France | France, Cour administrative d'appel de Toulouse, 1ère chambre, 23 mai 2024, 23TL02127


Vu la procédure suivante :



Procédure contentieuse antérieure :



M. B... C... a demandé au tribunal administratif de Montpellier d'annuler l'arrêté du 22 avril 2022 par lequel le préfet de l'Hérault a refusé de lui délivrer un titre de séjour, l'a obligé à quitter le territoire français dans un délai de trente jours et a fixé le pays de destination.



Par un jugement n° 2203532 du 13 octobre 2022, le tribunal administratif de Montpellier a rejeté sa demande.

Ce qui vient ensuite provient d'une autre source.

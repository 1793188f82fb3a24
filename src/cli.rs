// CLI definitions using clap

use clap::{Parser, Subcommand, ValueEnum};
use std::path::PathBuf;

use sable_keyboard::{Led, LedEffect};

#[derive(Parser)]
#[command(name = "sablectl")]
#[command(author, version, about = "Sable input device driver")]
#[command(propagate_version = true)]
pub struct Cli {
    #[command(subcommand)]
    pub command: Option<Commands>,
}

#[derive(Subcommand)]
pub enum Commands {
    /// Get device name, firmware version, and serial
    #[command(visible_aliases = ["version", "ver", "i"])]
    Info,

    /// Get or set LED brightness (0-255)
    #[command(visible_alias = "b")]
    Brightness {
        /// LED region to address
        #[arg(long, value_enum, default_value = "backlight")]
        led: LedArg,
        /// New brightness; omit to read the current value
        value: Option<u8>,
    },

    /// Switch an LED region on or off
    #[command(visible_alias = "l")]
    Led {
        /// LED region to address
        #[arg(long, value_enum, default_value = "backlight")]
        led: LedArg,
        #[arg(value_enum)]
        state: SwitchArg,
    },

    /// Set an LED effect
    #[command(visible_alias = "e")]
    Effect {
        /// LED region to address
        #[arg(long, value_enum, default_value = "backlight")]
        led: LedArg,
        /// off/wave/reactive/breathing/spectrum/static
        effect: LedEffect,
        /// Animation speed (clamped to the firmware range)
        #[arg(default_value_t = 2)]
        speed: u8,
    },

    /// Get or set the idle timeout before sleep, in seconds
    #[command(visible_alias = "idle")]
    IdleTimeout {
        /// New timeout; omit to read the current value
        seconds: Option<u16>,
    },

    /// Manage per-device key translations
    #[command(subcommand, visible_alias = "r")]
    Remap(RemapCommands),
}

#[derive(Subcommand)]
pub enum RemapCommands {
    /// Replace a device's translation table
    Set {
        /// Device id the table belongs to
        device_id: u16,
        /// Remappings as FROM=TO keycode pairs, e.g. 0x02=0x1E 0x03=0x30
        #[arg(required = true)]
        pairs: Vec<String>,
        /// Directory holding the binary translation files
        #[arg(long, default_value = "sable-translations")]
        state: PathBuf,
    },

    /// Show a device's translation table
    Show {
        device_id: u16,
        #[arg(long, default_value = "sable-translations")]
        state: PathBuf,
    },

    /// Dump a device's table in the wire format (hex) or as JSON
    Export {
        device_id: u16,
        /// Emit JSON instead of hex
        #[arg(long)]
        json: bool,
        #[arg(long, default_value = "sable-translations")]
        state: PathBuf,
    },

    /// Delete a device's translation table
    Clear {
        device_id: u16,
        #[arg(long, default_value = "sable-translations")]
        state: PathBuf,
    },
}

/// On/off switch argument
#[derive(Debug, Clone, Copy, PartialEq, Eq, ValueEnum)]
pub enum SwitchArg {
    On,
    Off,
}

impl SwitchArg {
    pub fn is_on(self) -> bool {
        matches!(self, SwitchArg::On)
    }
}

/// CLI-facing LED region names
#[derive(Debug, Clone, Copy, PartialEq, Eq, ValueEnum)]
pub enum LedArg {
    Backlight,
    Logo,
    #[value(name = "scroll-wheel")]
    ScrollWheel,
}

impl From<LedArg> for Led {
    fn from(arg: LedArg) -> Self {
        match arg {
            LedArg::Backlight => Led::Backlight,
            LedArg::Logo => Led::Logo,
            LedArg::ScrollWheel => Led::ScrollWheel,
        }
    }
}
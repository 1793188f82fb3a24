//! Transport error types

use thiserror::Error;

use crate::report::Report;

/// Errors from the control-transfer layer
#[derive(Error, Debug)]
pub enum TransportError {
    /// The underlying USB transfer failed outright
    #[error("USB transfer failed: {0}")]
    Transfer(#[from] rusb::Error),

    /// The bus accepted fewer bytes than one full report.
    ///
    /// Not a retryable partial write: the record size is fixed and the
    /// firmware discards fragments.
    #[error("short write: sent {wrote} of {expected} bytes")]
    ShortWrite { wrote: usize, expected: usize },

    /// The device returned fewer bytes than one full report.
    ///
    /// Carries whatever was read so callers can dump it for diagnostics.
    #[error("short read: received {read} of {expected} bytes")]
    ShortRead {
        read: usize,
        expected: usize,
        response: Report,
    },

    /// No matching device on the bus
    #[error("device not found: {0}")]
    DeviceNotFound(String),

    /// Detaching the kernel driver or claiming the control interface failed
    #[error("failed to claim control interface {interface}: {source}")]
    Claim { interface: u8, source: rusb::Error },
}
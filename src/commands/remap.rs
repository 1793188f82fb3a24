// Key-translation management
//
// Tables live as one binary file per device id under the state directory,
// in the registry's wire format (the same bytes a control-file write
// carries). Every command loads the file into a registry, mutates it
// through the normal update path, and persists the serialized result.

use std::fs;
use std::path::{Path, PathBuf};

use anyhow::{bail, Context, Result};
use sable_keyboard::TranslationRegistry;
use tracing::debug;

fn table_path(state: &Path, device_id: u16) -> PathBuf {
    state.join(format!("{device_id}.bin"))
}

/// Load a device's persisted table, if any, into the registry.
fn load(state: &Path, device_id: u16) -> Result<TranslationRegistry> {
    let mut registry = TranslationRegistry::new();
    let path = table_path(state, device_id);
    if path.exists() {
        let buf = fs::read(&path).with_context(|| format!("reading {}", path.display()))?;
        debug!("loaded {} bytes from {}", buf.len(), path.display());
        registry
            .apply_update(device_id, &buf)
            .with_context(|| format!("corrupt translation file {}", path.display()))?;
    }
    Ok(registry)
}

fn persist(state: &Path, device_id: u16, registry: &TranslationRegistry) -> Result<()> {
    fs::create_dir_all(state)
        .with_context(|| format!("creating state directory {}", state.display()))?;
    let path = table_path(state, device_id);
    fs::write(&path, registry.serialize(device_id))
        .with_context(|| format!("writing {}", path.display()))?;
    Ok(())
}

/// Parse one FROM=TO keycode pair, decimal or 0x-prefixed hex.
fn parse_pair(pair: &str) -> Result<(u16, u16)> {
    let Some((from, to)) = pair.split_once('=') else {
        bail!("expected FROM=TO, got \"{pair}\"");
    };
    Ok((parse_keycode(from)?, parse_keycode(to)?))
}

fn parse_keycode(s: &str) -> Result<u16> {
    let s = s.trim();
    let parsed = match s.strip_prefix("0x").or_else(|| s.strip_prefix("0X")) {
        Some(hex) => u16::from_str_radix(hex, 16),
        None => s.parse(),
    };
    parsed.with_context(|| format!("invalid keycode \"{s}\""))
}

pub fn set(state: &Path, device_id: u16, pairs: &[String]) -> Result<()> {
    let mut buf = Vec::with_capacity(pairs.len() * 4);
    for pair in pairs {
        let (from, to) = parse_pair(pair)?;
        buf.extend_from_slice(&from.to_le_bytes());
        buf.extend_from_slice(&to.to_le_bytes());
    }

    let mut registry = load(state, device_id)?;
    let outcome = registry.apply_update(device_id, &buf)?;
    persist(state, device_id, &registry)?;

    println!(
        "{} translations for device {device_id} (result {})",
        registry.entry_count(device_id),
        outcome.wire_code()
    );
    Ok(())
}

pub fn show(state: &Path, device_id: u16) -> Result<()> {
    let registry = load(state, device_id)?;
    let entries = registry.entries(device_id);
    if entries.is_empty() {
        println!("No translations for device {device_id}");
        return Ok(());
    }

    println!("Device {device_id}: {} translations", entries.len());
    for entry in entries {
        println!("  0x{:04X} -> 0x{:04X}", entry.from, entry.to);
    }
    Ok(())
}

pub fn export(state: &Path, device_id: u16, json: bool) -> Result<()> {
    let registry = load(state, device_id)?;
    if json {
        println!(
            "{}",
            serde_json::to_string_pretty(registry.entries(device_id))?
        );
    } else {
        let wire = registry.serialize(device_id);
        let hex: Vec<String> = wire.iter().map(|b| format!("{b:02x}")).collect();
        println!("{}", hex.join(" "));
    }
    Ok(())
}

pub fn clear(state: &Path, device_id: u16) -> Result<()> {
    let mut registry = load(state, device_id)?;
    // A single-byte write is the protocol's clear request.
    registry.apply_update(device_id, &[0x00])?;

    let path = table_path(state, device_id);
    if path.exists() {
        fs::remove_file(&path).with_context(|| format!("removing {}", path.display()))?;
    }

    println!("Cleared translations for device {device_id}");
    Ok(())
}
// LED and power command handlers

use anyhow::Result;
use sable_keyboard::LedEffect;

use super::open_keyboard;
use crate::cli::LedArg;

pub fn get_brightness(led: LedArg) -> Result<()> {
    let kb = open_keyboard()?;
    let value = kb.get_brightness(led.into())?;
    println!("{value}");
    Ok(())
}

pub fn set_brightness(led: LedArg, value: u8) -> Result<()> {
    let kb = open_keyboard()?;
    kb.set_brightness(led.into(), value)?;
    println!("Brightness set to {value}");
    Ok(())
}

pub fn set_state(led: LedArg, on: bool) -> Result<()> {
    let kb = open_keyboard()?;
    kb.set_led_state(led.into(), on)?;
    println!("LED {}", if on { "on" } else { "off" });
    Ok(())
}

pub fn set_effect(led: LedArg, effect: LedEffect, speed: u8) -> Result<()> {
    let kb = open_keyboard()?;
    kb.set_led_effect(led.into(), effect, speed)?;
    println!("Effect set to {}", effect.name());
    Ok(())
}

pub fn get_idle_timeout() -> Result<()> {
    let kb = open_keyboard()?;
    println!("{} s", kb.get_idle_timeout()?);
    Ok(())
}

pub fn set_idle_timeout(seconds: u16) -> Result<()> {
    let kb = open_keyboard()?;
    kb.set_idle_timeout(seconds)?;
    println!("Idle timeout set");
    Ok(())
}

Procédure devant la cour :



Par une requête, enregistrée le 18 août 2023, M. C..., représenté par Me Mazas, demande à la cour :



1...

Vu la procédure suivante :

Procédure contentieuse antérieure :

M. B... C... a demandé au tribunal administratif de Montpellier d'annuler l'arrêté du 22 avril 2022 par lequel le préfet de l'Hérault a refusé de lui délivrer un titre de séjour, l'a obligé à quitter le territoire français dans un délai de trente jours et a fixé le pays de destination.

Par un jugement n° 2203532 du 13 octobre 2022, le tribunal administratif de Montpellier a rejeté sa demande.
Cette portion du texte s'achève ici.